A mixed team of researchers from the University of Helsinki, the American Museum of Natural History, and the University of Gottingen discovered slime mold kept in amber, which is 100 million years old. Within the ancient resin, the scientists also spotted a lizard leg.
Slime molds are single-cell organisms that consume microorganisms. They can fuse with other slime molds to form complex and productive fruiting bodies that can produce and release spores. Bodies of this type have been found in the amber.
It is theorized that the fragile fruiting bodies were removed from the tree bark by a lizard. Both were caught in the resin and remained trapped together.
Scientists Found Surprising Slime Mold Fossils Caught in Amber
The discovery is quite significant since only two other fossilized slime mold fruiting bodies have been identified, and they are younger. Researchers are confident that the new fossil could offer more information about the history and evolution of slime molds. It also matches a genus of the slime mold that exists in the present.
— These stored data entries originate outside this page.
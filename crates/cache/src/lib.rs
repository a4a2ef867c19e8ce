//! Decision Cache (C1) — LRU+TTL store of authorization decisions.
//!
//! Backed by `lru::LruCache` guarded by a `parking_lot::RwLock`, mirroring
//! the gateway's `RwLock<HashMap<_>>` store idiom elsewhere in this
//! workspace. TTL is tracked per-entry and checked lazily on `get`; a
//! background sweeper removes expired entries periodically.

use std::num::NonZeroUsize;
use std::sync::atomic::{AtomicBool, AtomicU64, Ordering};
use std::sync::Arc;
use std::time::{Duration, Instant};

use lru::LruCache;
use parking_lot::RwLock;
use sha2::{Digest, Sha256};

use sark_domain::entities::Decision;

struct Entry {
    decision: Decision,
    expires_at: Instant,
}

/// Snapshot of sweeper activity, per §4.1's health contract.
#[derive(Debug, Default)]
pub struct SweepStats {
    pub cleanups_run: AtomicU64,
    pub total_entries_removed: AtomicU64,
    pub last_duration_ms: AtomicU64,
    pub errors: AtomicU64,
}

/// In-memory decision cache. All operations are best-effort: a cache fault
/// never denies a request — callers that see a miss simply fall through to
/// full evaluation.
pub struct DecisionCache {
    store: RwLock<LruCache<String, Entry>>,
    stats: Arc<SweepStats>,
    running: Arc<AtomicBool>,
}

impl DecisionCache {
    pub fn new(max_size: usize) -> Self {
        let cap = NonZeroUsize::new(max_size).unwrap_or(NonZeroUsize::new(1).unwrap());
        Self {
            store: RwLock::new(LruCache::new(cap)),
            stats: Arc::new(SweepStats::default()),
            running: Arc::new(AtomicBool::new(false)),
        }
    }

    /// Build the canonical cache key: `policy:decision:{principal}:{action}:{resource}:{ctx-hash}`.
    pub fn build_key(principal: &str, action: &str, resource: &str, ctx_hash: &str) -> String {
        let sanitized_resource = resource.replace(':', "_");
        format!("policy:decision:{principal}:{action}:{sanitized_resource}:{ctx_hash}")
    }

    /// Deterministically hash a context bundle: serialize with sorted keys,
    /// SHA-256, first 16 hex chars.
    pub fn context_hash(ctx: &serde_json::Value) -> String {
        let canonical = canonicalize(ctx);
        let mut hasher = Sha256::new();
        hasher.update(canonical.as_bytes());
        let digest = hasher.finalize();
        hex::encode(digest)[..16].to_string()
    }

    pub fn get(&self, key: &str) -> Option<Decision> {
        let mut guard = self.store.write();
        match guard.get(key) {
            Some(entry) if entry.expires_at > Instant::now() => Some(entry.decision.clone()),
            Some(_) => {
                guard.pop(key);
                None
            }
            None => None,
        }
    }

    pub fn set(&self, key: String, decision: Decision, ttl: Duration) {
        let mut guard = self.store.write();
        guard.put(
            key,
            Entry {
                decision,
                expires_at: Instant::now() + ttl,
            },
        );
    }

    /// Remove every entry whose key starts with `prefix`.
    pub fn invalidate(&self, prefix: &str) -> usize {
        let mut guard = self.store.write();
        let stale: Vec<String> = guard
            .iter()
            .filter(|(k, _)| k.starts_with(prefix))
            .map(|(k, _)| k.clone())
            .collect();
        let n = stale.len();
        for k in stale {
            guard.pop(&k);
        }
        n
    }

    pub fn size(&self) -> usize {
        self.store.read().len()
    }

    /// Remove all expired entries and return the count removed.
    pub fn cleanup_expired(&self) -> usize {
        let now = Instant::now();
        let mut guard = self.store.write();
        let expired: Vec<String> = guard
            .iter()
            .filter(|(_, e)| e.expires_at <= now)
            .map(|(k, _)| k.clone())
            .collect();
        let n = expired.len();
        for k in &expired {
            guard.pop(k);
        }
        n
    }

    /// Spawn the background sweeper. Returns a handle that, when dropped
    /// after calling `stop`, lets the task exit cleanly.
    pub fn spawn_sweeper(self: &Arc<Self>, interval: Duration) -> tokio::task::JoinHandle<()> {
        self.running.store(true, Ordering::SeqCst);
        let cache = Arc::clone(self);
        let running = Arc::clone(&self.running);
        tokio::spawn(async move {
            let mut ticker = tokio::time::interval(interval);
            while running.load(Ordering::SeqCst) {
                ticker.tick().await;
                let start = Instant::now();
                let removed = cache.cleanup_expired();
                cache.stats.cleanups_run.fetch_add(1, Ordering::Relaxed);
                cache
                    .stats
                    .total_entries_removed
                    .fetch_add(removed as u64, Ordering::Relaxed);
                cache
                    .stats
                    .last_duration_ms
                    .store(start.elapsed().as_millis() as u64, Ordering::Relaxed);
            }
        })
    }

    pub fn stop_sweeper(&self) {
        self.running.store(false, Ordering::SeqCst);
    }

    /// `healthy ⇔ running ∧ no repeated failures`. The in-process sweep
    /// body cannot raise (no fallible I/O), so `errors` stays at zero; the
    /// counter exists so a future sink-backed cache can report through the
    /// same contract.
    pub fn healthy(&self) -> bool {
        self.running.load(Ordering::SeqCst) && self.stats.errors.load(Ordering::Relaxed) == 0
    }

    pub fn stats(&self) -> &SweepStats {
        &self.stats
    }
}

/// Serialize a JSON value with object keys sorted recursively, so two
/// semantically-equal context bundles hash identically regardless of
/// field order.
fn canonicalize(value: &serde_json::Value) -> String {
    fn go(value: &serde_json::Value, out: &mut String) {
        match value {
            serde_json::Value::Object(map) => {
                let mut keys: Vec<&String> = map.keys().collect();
                keys.sort();
                out.push('{');
                for (i, k) in keys.iter().enumerate() {
                    if i > 0 {
                        out.push(',');
                    }
                    out.push_str(&serde_json::to_string(k).unwrap());
                    out.push(':');
                    go(&map[*k], out);
                }
                out.push('}');
            }
            serde_json::Value::Array(items) => {
                out.push('[');
                for (i, item) in items.iter().enumerate() {
                    if i > 0 {
                        out.push(',');
                    }
                    go(item, out);
                }
                out.push(']');
            }
            other => out.push_str(&other.to_string()),
        }
    }
    let mut out = String::new();
    go(value, &mut out);
    out
}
Slime molds belong to a group known as Amoebozoa. Organisms of this type spend most of their time living in soil or rotting food and consume bacteria. Fossil slime molds are very rare, and the one that was uncovered is pristine.
The lizard managed to detach the fruiting bodies when they were still in an early stage and didn’t release any spores.
According to one of the researchers who contributed to the study, signs of strong environmental selection are apparent. Slime molds, which released tiny spores, had a definite advantage as they could develop resilient resting stages during their lifecycle. Initial observations have been published in a scientific journal.